:: DATASET CONTENT ::
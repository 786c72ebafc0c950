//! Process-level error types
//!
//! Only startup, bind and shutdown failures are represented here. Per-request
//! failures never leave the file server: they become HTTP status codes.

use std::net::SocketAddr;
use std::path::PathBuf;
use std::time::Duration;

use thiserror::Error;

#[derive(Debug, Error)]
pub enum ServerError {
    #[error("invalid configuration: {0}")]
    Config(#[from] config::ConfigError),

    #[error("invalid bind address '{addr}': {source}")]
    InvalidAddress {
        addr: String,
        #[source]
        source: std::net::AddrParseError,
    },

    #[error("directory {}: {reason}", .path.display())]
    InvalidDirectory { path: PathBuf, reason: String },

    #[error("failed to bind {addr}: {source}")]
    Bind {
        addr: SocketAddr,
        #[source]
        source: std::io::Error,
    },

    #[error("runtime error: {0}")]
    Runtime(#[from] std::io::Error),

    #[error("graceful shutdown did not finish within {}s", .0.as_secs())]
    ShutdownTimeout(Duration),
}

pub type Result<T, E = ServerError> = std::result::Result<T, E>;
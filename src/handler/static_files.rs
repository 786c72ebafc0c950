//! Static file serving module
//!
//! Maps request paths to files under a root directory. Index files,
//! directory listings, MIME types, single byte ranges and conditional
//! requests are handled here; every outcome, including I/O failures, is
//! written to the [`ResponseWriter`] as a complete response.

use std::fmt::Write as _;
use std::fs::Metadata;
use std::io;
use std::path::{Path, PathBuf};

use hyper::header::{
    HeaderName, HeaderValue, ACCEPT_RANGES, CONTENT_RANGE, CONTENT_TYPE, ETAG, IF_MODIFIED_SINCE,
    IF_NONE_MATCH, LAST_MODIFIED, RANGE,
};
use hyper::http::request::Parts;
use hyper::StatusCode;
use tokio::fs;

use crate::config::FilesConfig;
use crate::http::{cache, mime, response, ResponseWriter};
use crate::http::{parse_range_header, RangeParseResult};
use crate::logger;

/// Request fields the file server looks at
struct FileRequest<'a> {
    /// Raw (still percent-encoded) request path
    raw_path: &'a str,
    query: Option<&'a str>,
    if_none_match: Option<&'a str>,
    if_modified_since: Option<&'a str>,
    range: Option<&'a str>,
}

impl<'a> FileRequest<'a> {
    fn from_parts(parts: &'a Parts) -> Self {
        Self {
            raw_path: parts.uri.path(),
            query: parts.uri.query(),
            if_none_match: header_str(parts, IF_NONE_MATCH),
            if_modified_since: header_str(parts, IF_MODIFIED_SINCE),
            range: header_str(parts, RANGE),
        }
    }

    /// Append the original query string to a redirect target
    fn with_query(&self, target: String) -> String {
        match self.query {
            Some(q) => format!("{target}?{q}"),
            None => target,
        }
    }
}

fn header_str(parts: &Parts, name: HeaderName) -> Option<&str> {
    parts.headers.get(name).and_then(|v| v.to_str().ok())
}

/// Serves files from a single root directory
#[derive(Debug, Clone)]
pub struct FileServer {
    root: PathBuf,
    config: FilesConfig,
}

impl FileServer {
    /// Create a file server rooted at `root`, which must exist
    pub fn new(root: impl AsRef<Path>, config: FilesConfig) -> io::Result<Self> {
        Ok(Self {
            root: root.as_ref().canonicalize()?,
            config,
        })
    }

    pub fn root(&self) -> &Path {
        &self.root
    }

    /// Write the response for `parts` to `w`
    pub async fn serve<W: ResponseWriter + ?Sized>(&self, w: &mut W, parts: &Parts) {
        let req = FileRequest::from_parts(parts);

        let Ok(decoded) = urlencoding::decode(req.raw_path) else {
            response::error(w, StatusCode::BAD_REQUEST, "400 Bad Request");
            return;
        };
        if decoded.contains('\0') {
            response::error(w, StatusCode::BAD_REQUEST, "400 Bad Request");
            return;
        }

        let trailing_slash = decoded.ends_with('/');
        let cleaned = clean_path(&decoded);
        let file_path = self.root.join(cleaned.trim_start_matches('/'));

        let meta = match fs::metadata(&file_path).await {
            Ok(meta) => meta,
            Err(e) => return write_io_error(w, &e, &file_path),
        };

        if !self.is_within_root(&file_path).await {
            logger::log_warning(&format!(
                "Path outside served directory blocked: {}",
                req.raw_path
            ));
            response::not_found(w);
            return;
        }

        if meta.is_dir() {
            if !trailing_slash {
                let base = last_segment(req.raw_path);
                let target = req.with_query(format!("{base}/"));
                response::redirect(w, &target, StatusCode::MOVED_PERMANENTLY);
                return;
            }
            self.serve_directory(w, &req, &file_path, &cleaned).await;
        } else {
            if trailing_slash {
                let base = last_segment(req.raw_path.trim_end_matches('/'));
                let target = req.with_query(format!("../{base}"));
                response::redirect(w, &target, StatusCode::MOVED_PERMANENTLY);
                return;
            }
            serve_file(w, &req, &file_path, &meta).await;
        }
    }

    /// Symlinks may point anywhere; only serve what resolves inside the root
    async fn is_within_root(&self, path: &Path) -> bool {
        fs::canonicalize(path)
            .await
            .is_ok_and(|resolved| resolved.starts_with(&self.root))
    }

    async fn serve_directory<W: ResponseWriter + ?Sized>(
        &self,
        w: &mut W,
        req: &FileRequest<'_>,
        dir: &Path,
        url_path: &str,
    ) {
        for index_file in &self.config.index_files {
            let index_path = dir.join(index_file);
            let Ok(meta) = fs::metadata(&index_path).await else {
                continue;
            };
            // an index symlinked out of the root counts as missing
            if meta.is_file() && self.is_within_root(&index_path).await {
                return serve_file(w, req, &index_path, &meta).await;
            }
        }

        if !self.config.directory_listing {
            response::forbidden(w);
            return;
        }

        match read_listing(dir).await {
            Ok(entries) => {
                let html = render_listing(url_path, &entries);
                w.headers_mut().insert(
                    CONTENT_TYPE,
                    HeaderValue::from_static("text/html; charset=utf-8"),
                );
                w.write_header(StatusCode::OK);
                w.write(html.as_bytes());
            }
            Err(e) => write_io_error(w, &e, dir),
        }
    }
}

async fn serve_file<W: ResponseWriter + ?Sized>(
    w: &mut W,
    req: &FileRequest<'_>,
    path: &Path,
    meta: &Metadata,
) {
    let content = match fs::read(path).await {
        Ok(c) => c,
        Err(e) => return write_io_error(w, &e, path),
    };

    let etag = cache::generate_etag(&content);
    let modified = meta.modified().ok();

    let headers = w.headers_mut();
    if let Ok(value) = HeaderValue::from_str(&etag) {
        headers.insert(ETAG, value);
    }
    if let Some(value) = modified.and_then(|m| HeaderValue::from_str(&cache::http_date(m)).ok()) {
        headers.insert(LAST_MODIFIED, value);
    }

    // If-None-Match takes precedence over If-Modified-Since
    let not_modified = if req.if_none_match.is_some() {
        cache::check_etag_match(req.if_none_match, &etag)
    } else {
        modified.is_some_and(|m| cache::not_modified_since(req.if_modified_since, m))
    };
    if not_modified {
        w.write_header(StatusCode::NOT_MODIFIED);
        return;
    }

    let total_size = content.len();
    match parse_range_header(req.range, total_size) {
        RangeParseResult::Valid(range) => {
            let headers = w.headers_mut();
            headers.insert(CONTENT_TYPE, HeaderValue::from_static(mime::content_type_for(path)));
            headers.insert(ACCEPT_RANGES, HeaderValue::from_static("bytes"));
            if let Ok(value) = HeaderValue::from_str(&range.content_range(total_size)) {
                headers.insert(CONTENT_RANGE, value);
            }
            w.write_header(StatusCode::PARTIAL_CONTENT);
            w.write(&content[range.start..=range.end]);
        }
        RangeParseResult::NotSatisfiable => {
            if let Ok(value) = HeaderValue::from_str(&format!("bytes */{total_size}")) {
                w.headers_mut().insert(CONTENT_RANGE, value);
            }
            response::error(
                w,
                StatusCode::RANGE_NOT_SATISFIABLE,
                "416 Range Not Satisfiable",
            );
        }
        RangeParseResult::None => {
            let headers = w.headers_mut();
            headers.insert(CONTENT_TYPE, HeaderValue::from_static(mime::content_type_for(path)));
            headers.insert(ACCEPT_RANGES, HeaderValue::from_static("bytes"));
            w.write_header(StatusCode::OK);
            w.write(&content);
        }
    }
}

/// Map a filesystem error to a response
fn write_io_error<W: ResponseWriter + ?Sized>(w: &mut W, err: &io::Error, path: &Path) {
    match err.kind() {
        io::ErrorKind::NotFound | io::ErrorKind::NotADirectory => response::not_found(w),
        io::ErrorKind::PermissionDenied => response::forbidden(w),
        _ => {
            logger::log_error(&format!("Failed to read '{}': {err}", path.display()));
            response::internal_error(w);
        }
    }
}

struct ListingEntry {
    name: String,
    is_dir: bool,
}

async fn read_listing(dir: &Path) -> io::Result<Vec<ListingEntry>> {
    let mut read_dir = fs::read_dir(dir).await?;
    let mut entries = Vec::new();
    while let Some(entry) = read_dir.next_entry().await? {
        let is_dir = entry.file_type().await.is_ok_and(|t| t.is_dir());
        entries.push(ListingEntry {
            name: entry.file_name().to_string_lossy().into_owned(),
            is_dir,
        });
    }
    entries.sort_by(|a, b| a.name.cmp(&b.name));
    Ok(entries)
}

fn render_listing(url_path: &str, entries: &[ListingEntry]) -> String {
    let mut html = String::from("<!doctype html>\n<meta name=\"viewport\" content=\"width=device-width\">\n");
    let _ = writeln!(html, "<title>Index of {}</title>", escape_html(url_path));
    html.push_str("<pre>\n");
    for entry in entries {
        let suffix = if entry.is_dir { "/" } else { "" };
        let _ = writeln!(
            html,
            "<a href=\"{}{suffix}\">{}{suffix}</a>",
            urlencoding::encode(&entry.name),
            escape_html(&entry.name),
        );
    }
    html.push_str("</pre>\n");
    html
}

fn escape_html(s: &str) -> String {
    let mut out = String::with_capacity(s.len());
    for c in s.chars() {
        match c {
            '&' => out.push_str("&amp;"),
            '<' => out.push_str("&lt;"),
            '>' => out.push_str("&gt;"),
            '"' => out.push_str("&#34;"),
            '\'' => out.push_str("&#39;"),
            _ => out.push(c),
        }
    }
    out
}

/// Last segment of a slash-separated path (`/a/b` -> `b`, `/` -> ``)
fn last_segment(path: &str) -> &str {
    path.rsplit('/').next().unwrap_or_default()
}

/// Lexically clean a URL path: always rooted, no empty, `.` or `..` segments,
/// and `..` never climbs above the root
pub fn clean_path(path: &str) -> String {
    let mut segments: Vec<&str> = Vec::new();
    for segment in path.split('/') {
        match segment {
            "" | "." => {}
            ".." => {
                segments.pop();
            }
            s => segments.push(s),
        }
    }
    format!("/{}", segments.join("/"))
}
:::
**WHAT TO DO:**
Exactly as written, please reproduce the lines from the first line of the data to the line containing "use std::path::PathBuf;", inclusive, and nothing else.

**ANSWER BOX:**
repository 786c72ebafc0c950
//! Process-level error types
//!
//! Only startup, bind and shutdown failures are represented here. Per-request
//! failures never leave the file server: they become HTTP status codes.

use std::net::SocketAddr;
use std::path::PathBuf;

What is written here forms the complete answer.